La scalinata della scuola di Trabia col nome di Passafiume |
di ATTILIO BOLZONI
Ci sono "verità" che si tramandano di generazione in generazione
e che possono far nascere equivoci antipatici. Dare per scontato qualcosa senza
controllare — e soprattutto ricordare — può giocare brutti scherzi. Come per
esempio trasformare un capo mafia in una vittima di mafia e sistemare il suo
nome accanto a quelli di Boris Giuliano e Ninni Cassarà, di Rosario Livatino e
Pippo Fava. Cose che succedono quando una vecchia velina viene mal interpretata
con l’aguzzino che si ritrova eroe, nonostante un passato molto significativo
(criminalmente parlando) nella sua comunità.

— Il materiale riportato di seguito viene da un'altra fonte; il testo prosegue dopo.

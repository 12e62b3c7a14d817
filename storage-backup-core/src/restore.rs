//! Restore pipeline: uploads every bucket directory under `<backup_dir>/storage`.
//!
//! The bucket directories on disk decide what is restored; the sidecar only
//! supplies configuration for buckets that have to be created. Existing remote
//! buckets are used as they are and never reconfigured.
//!
//! A failed bucket creation skips that bucket. Failed reads and uploads are
//! logged and left out of the uploaded count.

use std::fs;
use std::path::Path;

use tracing::{error, info, warn};

use crate::config::StorageConfig;
use crate::contract::{Bucket, StorageClient};
use crate::error::RestoreError;
use crate::local_tree::get_all_files;
use crate::sidecar::read_sidecar;
use crate::transfer::upload_file;

#[derive(Debug, Default)]
pub struct RestoreReport {
    pub buckets: Vec<BucketRestoreReport>,
    /// Bucket directories skipped because the bucket could not be created.
    pub skipped: Vec<String>,
}

#[derive(Debug)]
pub struct BucketRestoreReport {
    pub name: String,
    /// Whether this run created the remote bucket.
    pub created: bool,
    pub total: usize,
    pub uploaded: usize,
    pub failed: Vec<String>,
}

impl RestoreReport {
    pub fn total_files(&self) -> usize {
        self.buckets.iter().map(|b| b.total).sum()
    }

    pub fn uploaded_files(&self) -> usize {
        self.buckets.iter().map(|b| b.uploaded).sum()
    }
}

/// Names of the bucket directories directly under `storage_dir`, sorted.
fn bucket_dirs(storage_dir: &Path) -> std::io::Result<Vec<String>> {
    let mut names = Vec::new();
    for entry in fs::read_dir(storage_dir)? {
        let entry = entry?;
        if !entry.file_type()?.is_dir() {
            continue;
        }
        match entry.file_name().into_string() {
            Ok(name) => names.push(name),
            Err(raw) => warn!(dir = ?raw, "[RESTORE] Skipping bucket directory with a non UTF-8 name"),
        }
    }
    names.sort();
    Ok(names)
}

/// Make sure `bucket` exists remotely. Returns `Some(created)` when the bucket is
/// usable and `None` when it is absent and could not be created.
async fn ensure_bucket<C>(client: &C, bucket: &Bucket) -> Option<bool>
where
    C: StorageClient + ?Sized,
{
    let exists = match client.list_buckets().await {
        Ok(existing) => existing.iter().any(|b| b.name == bucket.name),
        Err(e) => {
            warn!(bucket = %bucket.name, error = %e, "[RESTORE] Could not list remote buckets, assuming bucket is absent");
            false
        }
    };
    if exists {
        info!(bucket = %bucket.name, "[RESTORE] Bucket already exists");
        return Some(false);
    }

    info!(
        bucket = %bucket.name,
        public = bucket.public,
        file_size_limit = ?bucket.file_size_limit,
        "[RESTORE] Creating bucket"
    );
    match client.create_bucket(bucket.clone()).await {
        Ok(()) => Some(true),
        Err(e) => {
            error!(bucket = %bucket.name, error = %e, "[RESTORE][ERROR] Error creating bucket, skipping it");
            None
        }
    }
}

pub async fn restore_storage<C>(client: &C, config: &StorageConfig) -> Result<RestoreReport, RestoreError>
where
    C: StorageClient + ?Sized,
{
    let storage_dir = config.storage_dir();
    if !storage_dir.is_dir() {
        info!(path = %storage_dir.display(), "[RESTORE] No storage backup found");
        return Ok(RestoreReport::default());
    }

    let sidecar = read_sidecar(&config.sidecar_path()).unwrap_or_else(|e| {
        warn!(error = %e, "[RESTORE] Ignoring unreadable bucket sidecar, buckets will be created private");
        Vec::new()
    });

    let names = bucket_dirs(&storage_dir).map_err(|source| RestoreError::ReadBackupDir {
        path: storage_dir.clone(),
        source,
    })?;
    info!(count = names.len(), buckets = ?names, "[RESTORE] Found buckets to restore");

    let mut report = RestoreReport::default();
    for name in names {
        info!(bucket = %name, "[RESTORE] Restoring bucket");
        let bucket = sidecar
            .iter()
            .find(|b| b.name == name)
            .cloned()
            .unwrap_or_else(|| Bucket::private(name.as_str()));

        let Some(created) = ensure_bucket(client, &bucket).await else {
            report.skipped.push(name);
            continue;
        };

        let bucket_dir = storage_dir.join(&name);
        let files = match get_all_files(&bucket_dir) {
            Ok(files) => files,
            Err(e) => {
                error!(bucket = %name, dir = %bucket_dir.display(), error = ?e, "[RESTORE][ERROR] Failed to walk bucket directory");
                Vec::new()
            }
        };
        info!(bucket = %name, files = files.len(), "[RESTORE] Found files to upload");

        let mut bucket_report = BucketRestoreReport {
            name: name.clone(),
            created,
            total: files.len(),
            uploaded: 0,
            failed: Vec::new(),
        };
        for file in files {
            if upload_file(client, &name, &file.relative_path, &file.full_path).await {
                bucket_report.uploaded += 1;
                info!(bucket = %name, path = %file.relative_path, "[RESTORE] Uploaded");
            } else {
                bucket_report.failed.push(file.relative_path);
            }
        }
        report.buckets.push(bucket_report);
    }

    info!(
        uploaded = report.uploaded_files(),
        total = report.total_files(),
        "[RESTORE] Storage restore complete"
    );
    Ok(report)
}
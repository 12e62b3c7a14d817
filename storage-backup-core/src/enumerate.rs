//! Recursive listing of every object in a remote bucket.

use futures::future::{BoxFuture, FutureExt};
use tracing::{debug, error};

use crate::contract::{ListOptions, RemoteEntry, StorageClient};

/// Join a folder path and an entry name with `/`; the bucket root has no prefix.
pub fn join_remote_path(folder: &str, name: &str) -> String {
    if folder.is_empty() {
        name.to_string()
    } else {
        format!("{folder}/{name}")
    }
}

/// List the paths of all files below `folder` in `bucket`, depth first.
///
/// Only the first page ([`ListOptions::default`]) of each folder is requested.
/// A folder whose listing fails is logged and contributes no files.
pub fn list_all_files<'a, C>(
    client: &'a C,
    bucket: &'a str,
    folder: &'a str,
) -> BoxFuture<'a, Vec<String>>
where
    C: StorageClient + ?Sized,
{
    async move {
        let mut files = Vec::new();
        let entries = match client.list(bucket, folder, ListOptions::default()).await {
            Ok(entries) => entries,
            Err(e) => {
                error!(bucket, folder, error = %e, "Failed to list folder, skipping it");
                return files;
            }
        };
        debug!(bucket, folder, entries = entries.len(), "Listed folder");

        for entry in entries {
            let path = join_remote_path(folder, entry.name());
            match entry {
                RemoteEntry::Folder { .. } => {
                    files.extend(list_all_files(client, bucket, &path).await);
                }
                RemoteEntry::File { .. } => files.push(path),
            }
        }
        files
    }
    .boxed()
}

Cose che succedono a Trabia, paese del Palermitano dove uno dei suoi boss,
Nunzio Passafiume, che per la sua fluente chioma vermiglia era chiamato
"pilu russu", si è ritrovato suo e nostro malgrado nella scalinata di
una scuola dedicata a uomini e a donne uccisi da Cosa Nostra.
Incolpevoli i dirigenti scolastici che si sono fidati di ciò che è
immortalato sui libri di storia, incolpevoli i giornalisti che per decenni
l’hanno citato come esempio di virtù, incolpevoli (ma fino a un certo punto)
alcuni testi che avevano deposto in Commissione parlamentare Antimafia nel 1963
indicando quel Passafiume come bersaglio delle cosche invece di descriverlo per
quel che era.
L’istituto che ospita la scalinata è la scuola media "Giovanni
XXIII", la scoperta dell’"errore" l’hanno fatta un gruppo di
sindacalisti che si sono accorti di un Passafiume nella loro Cgil in
un’epoca in cui la Cgil a Trabia ancora non c’era. Poi è venuto a galla tutto
il resto. A supportarli nella ricerca Francesco Tornatore, fratello del regista
Peppuccio, saggista e autore di testi proprio su quell’infuocato dopoguerra
siciliano, ultimo lavoro una monumentale bibliografia ( Ecco perché...
) sugli scritti di Pio La Torre.
L’esplorazione nei trascorsi di Passafiume — a cura dei sindacalisti
Andrea Bondì, Francesco e Giovanni Cancilla, Franco Chiarini, Sandro Di
Vittorio, Giuseppina Greco, Giuseppe La Russa, Pino Lo Bello e Rosa Piazza — ha
permesso di accertarne l’identità al di là di ogni ragionevole dubbio grazie
alla memoria di un paio di sopravvissuti di quel tempo.
Tutto l’inghippo ha origine con Francesco Renda, storico di grande valore
che, in un passaggio del terzo volume della sua Storia della Sicilia dal
1860 al 1970, segnala Passafiume come «vittima di mafia» citando
un’informativa dei carabinieri proprio sull’uccisione del boss, avvenuta il 1
giugno 1946. Una nota molto vaga dove, in effetti, si avanzava l’ipotesi di un
«movente politico». Da qui, probabilmente, il malinteso. Erano gli anni delle
esecuzioni dei sindacalisti e degli assalti alle Camere del Lavoro, qualcuno ha
fatto uno più uno e Passafiume si è ritrovato dall’altra parte. In realtà i
dirigenti della Cgil hanno raccolto decine di testimonianze che smentiscono la
verità ufficiale e descrivono un altro contesto. La politica c’entra ma al
contrario. In quell’epoca, in concomitanza con le prime elezioni libere d’Italia,
la famiglia mafiosa di Trabia aveva dato ordine di vietare ogni comizio che non
fosse del Movimento indipendentista siciliano guidato da Andrea Finocchiaro
Aprile. Non tutti obbedirono. Ci furono alcuni omicidi, fra cui quello di
Giuseppe Galioto. E qualche giorno dopo l’assassinio di Passafiume, "noto
capomafia", come risposta. «A Trabia non sono stati mai uccisi
sindacalisti della Cgil e nel 1946 non c’era ancora la Lega dei braccianti,
solo intorno al ‘60 sono cominciate le occupazioni dei feudi, qualcuno ha
perfino promosso Passafiume leader del nostro sindacato quando tutti sapevano
in paese chi fosse in realtà», spiega Francesco Cancilla, uno di quelli che ha
portato alla luce l’"equivoco".
La dirigente scolastica Giusy Conti è serena: «In una scuola la verità è
importante, se fosse accertato definitivamente che quel nome non è al posto
giusto provvederemo a toglierlo ». Piccolo suggerimento. Cancellatelo e mettete
un nome che manca, adatto anche a quel periodo: Pio La Torre.